Chemometrics description and systematic investigation of measurement error in smartphone based spectrometer

Analytical chemistry is the science of chemical measurements, and inherent in any chemical measurement is the principle of measurement error [1,2]. Proper data analysis necessarily implies knowledge of the nature of error, with all the contributions that configure its correlated or uncorrelated nature. Once this is known, the whole error structure can be associated with physical factors and, eventually, be corrected or be taken into account in the data analysis through weighting schemes. In here we have investigated the underlying noise structures in a homemade smartphone spectrophotometer. Smart mobile phones with the digital camera associated as an attractive consumer electronic product and a small piece of digital versatile disks (DVDs) are capable of being used as portable analytic optical devices [3,4]. The images of transmitted light through cuvette were captured by smartphone rear camera and then analyzed by a home-built MATLAB program. The miniature spectrometer was used to acquisition of sampling replicates of transmittance spectrum from Orange G and Indigo Carmine solutions. The error structures of the transmittance spectra were investigated through for assessing error covariance and correlation matrices. PCA, MCR-ALS and PARAFAC were used to extract possible sources of noise. The effect of concentration change and cell positioning on error structure were investigated. To estimate the error covariance matrices, thirty five images were taken from each solution as replicates. These replicates were taken while the placed sample in the apparatus was not moved and replacing. These two conditions were done to check the effect of sample cell replacement on noise structures. In order to understand the error structure in absence of the signal of analyte, the same image acquisition procedure was done on the empty cell and the cell filled by deionized water (blank sample).
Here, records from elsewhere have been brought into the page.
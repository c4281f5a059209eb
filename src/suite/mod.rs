// ABOUTME: Batch mode: runs the pipeline over a fixture catalog and reports per ecosystem.
// ABOUTME: Aggregation, report persistence, fixture generation and the worker pool live here.

mod aggregate;
mod catalog;
mod fixtures;
mod report;
mod runner;

pub use aggregate::{Aggregator, EcosystemTally};
pub use catalog::{FixtureCase, PREFLIGHT_CASES, default_cases, preflight_cases};
pub use fixtures::{generate_fixtures, has_template};
pub use report::{AggregateReport, HTML_REPORT_FILENAME, JSON_REPORT_FILENAME, ProjectRecord};
pub use runner::{SuiteOptions, SuiteRunner, run_case};
// Domain Layer - Pure launcher logic and value types

pub mod command;
pub mod console;
pub mod error;
pub mod launch;
pub mod locale;
pub mod pause;

// Re-exports
pub use command::LaunchSpec;
pub use console::{ConsoleConfig, ConsoleEncoding};
pub use error::DomainError;
pub use launch::{LaunchRun, LaunchState};
pub use locale::{Locale, Messages};
pub use pause::PausePolicy;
This study revealed four main sources of noise in recorded signals: a) constant offset noise, b) colors border noise, c) heteroscedastic noise (uncorrelated independent error) which is proportional to transmittance spectrum and it is specific for different dyes, d) peak broadening noise which is observed when there is a broadening in of each RGB colors. This study can be used to improve instrumental setup and finding error among with it. This leads to use of measurement error information to enhance data analysis that make more accurate and precise inexpensive spectroscopic assays.